Sadly, there isn't a lot of activity on this forum. And, as far as i can tell, the Erythromelalgia Assoc doesn't see to be monitoring actively here either. There is usually more happening on their facebook page, where you're possibly most likely to get advice about lifestyle management, self help products etc:
I'm 63 and have been managing simultaneous raynauds & erythromelgia for many years now - the erythromelalgia is most apparent in my feet, hands, ears, face. My primaries are Infant Onset Systemic Lupus & Hypermobile Ehlers-Danlos Syndrome, with early onset Sjogrens & Primary Immunodeficiency (hypogammaglobulinaemia G,A,M), and small cell vasculitis...along with several other comorbidities.

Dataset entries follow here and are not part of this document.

use std::sync::atomic::{AtomicBool, Ordering};
use std::sync::Arc;
use std::thread::{self, JoinHandle};
use std::time::Duration;

use crossbeam_channel::{bounded, Receiver, RecvTimeoutError};
use parking_lot::Mutex;

use crate::models::audio_models::StreamDiagnostics;
use crate::models::error::AudioError;
use crate::models::format::WaveFormat;

use super::command_queue::{Command, CommandQueue};

/// Parameters of an initialized stream.
#[derive(Debug, Clone, Copy, PartialEq, Eq)]
pub struct StreamInfo {
    pub format: WaveFormat,
    /// Endpoint buffer size in frames.
    pub buffer_frames: u32,
    pub device_period: Duration,
    /// `samples_per_sec * device_period`, rounded.
    pub frames_per_period: u32,
}

/// Pending result of an asynchronous activation.
///
/// The same outcome is also published as a state change
/// (`Initialized` or `InError`), so the handle may simply be dropped.
#[derive(Debug)]
pub struct ActivationHandle {
    rx: Receiver<Result<StreamInfo, AudioError>>,
}

impl ActivationHandle {
    pub fn wait(self) -> Result<StreamInfo, AudioError> {
        self.rx
            .recv()
            .map_err(|_| AudioError::Thread("activation thread exited without a result".into()))?
    }

    pub fn wait_timeout(self, timeout: Duration) -> Result<StreamInfo, AudioError> {
        match self.rx.recv_timeout(timeout) {
            Ok(result) => result,
            Err(RecvTimeoutError::Timeout) => Err(AudioError::Timeout),
            Err(RecvTimeoutError::Disconnected) => {
                Err(AudioError::Thread("activation thread exited without a result".into()))
            }
        }
    }
}

/// Run `activate` on a short-lived named thread.
pub(crate) fn spawn_activation<F>(name: &str, activate: F) -> Result<ActivationHandle, AudioError>
where
    F: FnOnce() -> Result<StreamInfo, AudioError> + Send + 'static,
{
    let (tx, rx) = bounded(1);
    thread::Builder::new()
        .name(name.into())
        .spawn(move || {
            let _ = tx.send(activate());
        })
        .map_err(|e| AudioError::Thread(format!("failed to spawn {}: {}", name, e)))?;
    Ok(ActivationHandle { rx })
}

/// Worker bookkeeping shared by the capture and render wrappers.
///
/// Each activation installs a fresh command queue; closing the previous
/// one is what tells the previous worker to exit.
pub(crate) struct StreamControl {
    commands: Mutex<Arc<CommandQueue>>,
    shutdown: AtomicBool,
    worker: Mutex<Option<JoinHandle<()>>>,
    info: Mutex<Option<StreamInfo>>,
    diagnostics: Mutex<StreamDiagnostics>,
}

impl StreamControl {
    pub(crate) fn new() -> Self {
        let commands = Arc::new(CommandQueue::new());
        commands.close();
        Self {
            commands: Mutex::new(commands),
            shutdown: AtomicBool::new(false),
            worker: Mutex::new(None),
            info: Mutex::new(None),
            diagnostics: Mutex::new(StreamDiagnostics::default()),
        }
    }

    pub(crate) fn enqueue(&self, command: Command) -> Result<(), AudioError> {
        let commands = Arc::clone(&self.commands.lock());
        commands.enqueue(command)
    }

    /// Replace the command queue for a new stream and publish its parameters.
    pub(crate) fn install(&self, info: StreamInfo) -> Result<Arc<CommandQueue>, AudioError> {
        let mut current = self.commands.lock();
        if self.shutdown.load(Ordering::SeqCst) {
            return Err(AudioError::Thread("device wrapper is shutting down".into()));
        }
        current.close();
        let commands = Arc::new(CommandQueue::new());
        *current = Arc::clone(&commands);
        *self.info.lock() = Some(info);
        Ok(commands)
    }

    pub(crate) fn set_worker(&self, handle: JoinHandle<()>) {
        *self.worker.lock() = Some(handle);
    }

    /// Close the current queue and forget the stream without waiting.
    ///
    /// Safe to call from the worker itself.
    pub(crate) fn detach(&self) {
        self.commands.lock().close();
        *self.info.lock() = None;
    }

    /// Detach and wait for the worker to exit, unless called from it.
    pub(crate) fn stop_worker(&self) {
        self.detach();
        let handle = self.worker.lock().take();
        if let Some(handle) = handle {
            if handle.thread().id() != thread::current().id() {
                if handle.join().is_err() {
                    log::error!("stream worker panicked");
                }
            }
        }
    }

    /// Refuse further activations and stop the worker.
    pub(crate) fn shutdown(&self) {
        {
            let current = self.commands.lock();
            self.shutdown.store(true, Ordering::SeqCst);
            current.close();
        }
        self.stop_worker();
    }

    pub(crate) fn info(&self) -> Option<StreamInfo> {
        *self.info.lock()
    }

    pub(crate) fn diagnostics(&self) -> StreamDiagnostics {
        *self.diagnostics.lock()
    }

    pub(crate) fn record(&self, update: impl FnOnce(&mut StreamDiagnostics)) {
        update(&mut self.diagnostics.lock());
    }
}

I agree: there is virtually no EM support here in the UK. I attend rheumatology & immunology + several other mustisystem clinics at a major international univ hospital here in the uk....where even the chief of my lupus clinic says relatively little is really understood about EM. I joined the TEA back around 2011 when my EM (erythromelalgia) was finally diagnosed here in East Anglia. Back then, i found the TEA website archives & newsletter very helpful. Since then i've found wiki has been improving its info in EM. Otherwise, this is my fav source of info, especially re treatments, maybe you know it already:
I do know several others with EM on my HU Lupus UK and Sclerodrema & Raynauds UK forums. think my combined therapy lupus meds go some way to slightly damping down my EM, but i am constantly lifestyle managing it. Eg i stick to vvvv light breathable footwear and I find heavy duty moisturising helps quite a lot....i use pure shea butter several times a day.
My raynauds has gotten so bad that rheumatology wanted me to try IV iloprost. But in 2011 they had me try the vasodilator nifedipine to which i had a v bad reaction...including my EM flaring severely. So, instead i'm trying losartan orally starting in october. Apparently systemic sclerosus patients with severe raynauds especially benefit from losartan. Am not looking forward to this trial, but needs must...i dread losartan making my EM worse than it already is
I hope you'll keep us posted on your full diagnosis & treatment
Thanks Barnclown, sounds like you have a lot going on, I don't envy you! I'm awaiting Dr Creggs letter with much eagerness so that hopefully I can push my GP for the NHS referral. I will certainly write again when I have more info. My feet have been agony these last few days - it's been very hot here. I have been fighting for years with all my illnesses and to be told that EM has also been known as the suicide disease hasn't helped my mental health!! I will keep pushing for relief, however that comes. It's good to know there's a few of us in the UK. Maybe we should start a UK branch of TEA? Lol.
Yes, the hot weather inevitably makes EM a lot worse.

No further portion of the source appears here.